**Required action:** Exactly transcribe the line that holds "pub fn is_empty(&self)" and every remaining line of the records, up to and including the final one, with nothing else.

**Input records:**
[Start of section]

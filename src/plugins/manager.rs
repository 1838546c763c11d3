//! Plugin manager - handles plugin registration and event fan-out

use std::sync::Arc;

use tracing::{error, info};

use crate::domain::entities::{CommandRegistry, Message};
use crate::domain::traits::Bot;
use crate::plugins::trait_def::Plugin;

/// Manages all plugins for the bot, in registration order
#[derive(Default)]
pub struct PluginManager {
    plugins: Vec<Arc<dyn Plugin>>,
}

impl PluginManager {
    pub fn new() -> Self {
        Self::default()
    }

    /// Register a plugin
    pub fn register<P: Plugin + 'static>(&mut self, plugin: P) -> Result<(), String> {
        let name = plugin.name().to_string();

        if self.has_plugin(&name) {
            return Err(format!("Plugin '{}' already registered", name));
        }

        info!("Registering plugin: {}", name);
        self.plugins.push(Arc::new(plugin));
        Ok(())
    }

    /// Collect every plugin's commands into one registry
    pub fn build_registry(&self) -> CommandRegistry {
        let mut registry = CommandRegistry::new();
        for plugin in &self.plugins {
            let commands = plugin.commands(&registry);
            info!("Plugin '{}' contributed {} commands", plugin.name(), commands.len());
            registry.extend(commands);
        }
        registry
    }

    /// Deliver an event to every plugin; failures are logged and skipped
    pub async fn broadcast(&self, event: &Message, bot: &dyn Bot) {
        for plugin in &self.plugins {
            if let Err(e) = plugin.on_event(event, bot).await {
                error!("Plugin '{}' error: {}", plugin.name(), e);
            }
        }
    }

    /// List all registered plugins
    pub fn list_plugins(&self) -> Vec<PluginInfo> {
        self.plugins
            .iter()
            .map(|plugin| PluginInfo {
                name: plugin.name().to_string(),
                description: plugin.description().to_string(),
            })
            .collect()
    }

    /// Check if a plugin exists
    pub fn has_plugin(&self, name: &str) -> bool {
        self.plugins.iter().any(|p| p.name() == name)
    }

    pub fn len(&self) -> usize {
        self.plugins.len()
    }

    pub fn is_empty(&self) -> bool {
        self.plugins.is_empty()
    }
}

/// Plugin information for listing
#[derive(Debug, Clone, serde::Serialize)]
pub struct PluginInfo {
    pub name: String,
    pub description: String,
}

[End of section]

**Answer section:**
    pub fn is_empty(&self) -> bool {
        self.plugins.is_empty()
    }
}

/// Plugin information for listing
#[derive(Debug, Clone, serde::Serialize)]
pub struct PluginInfo {
    pub name: String,
    pub description: String,
}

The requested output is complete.